What the task requires: Scan the entries below. Return every line that includes "other".

_____

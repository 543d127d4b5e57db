//! Query-string and form body helpers.
//!
//! Parameters are given as a JSON object. `null` values are skipped, arrays
//! repeat the key once per element, and nested objects in form bodies are
//! flattened into `key[nested]` names.

use reqwest::multipart::Form;
use reqwest::Url;
use serde_json::Value;

/// Append `params` to the query string of `url`.
///
/// Returns `url` untouched (no trailing `?`) when nothing is appended.
pub fn with_search_params(mut url: Url, params: &Value) -> Url {
    let Value::Object(map) = params else {
        return url;
    };

    let mut pairs = Vec::new();
    for (key, value) in map {
        match value {
            Value::Array(values) => {
                for item in values.iter().filter(|v| !v.is_null()) {
                    pairs.push((key.as_str(), scalar_to_string(item)));
                }
            }
            Value::Null => {}
            other => pairs.push((key.as_str(), scalar_to_string(other))),
        }
    }

    if !pairs.is_empty() {
        url.query_pairs_mut().extend_pairs(pairs);
    }
    url
}

/// Flatten a JSON object into `application/x-www-form-urlencoded` pairs.
///
/// The result can be passed straight to [`reqwest::RequestBuilder::form`].
pub fn form_urlencoded(data: &Value) -> Vec<(String, String)> {
    let mut pairs = Vec::new();
    if let Value::Object(map) = data {
        for (key, value) in map {
            flatten_into(&mut pairs, key.clone(), value);
        }
    }
    pairs
}

/// Flatten a JSON object into a multipart form of text fields.
pub fn multipart_form(data: &Value) -> Form {
    form_urlencoded(data)
        .into_iter()
        .fold(Form::new(), |form, (key, value)| form.text(key, value))
}

fn flatten_into(pairs: &mut Vec<(String, String)>, key: String, value: &Value) {
    match value {
        Value::Object(map) => {
            for (nested, value) in map {
                flatten_into(pairs, format!("{key}[{nested}]"), value);
            }
        }
        Value::Array(values) => {
            for (index, value) in values.iter().enumerate() {
                flatten_into(pairs, format!("{key}[{index}]"), value);
            }
        }
        Value::Null => {}
        scalar => pairs.push((key, scalar_to_string(scalar))),
    }
}

fn scalar_to_string(value: &Value) -> String {
    match value {
        Value::String(s) => s.clone(),
        other => other.to_string(),
    }
}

_____

Problem solution:
            other => pairs.push((key.as_str(), scalar_to_string(other))),
        other => other.to_string(),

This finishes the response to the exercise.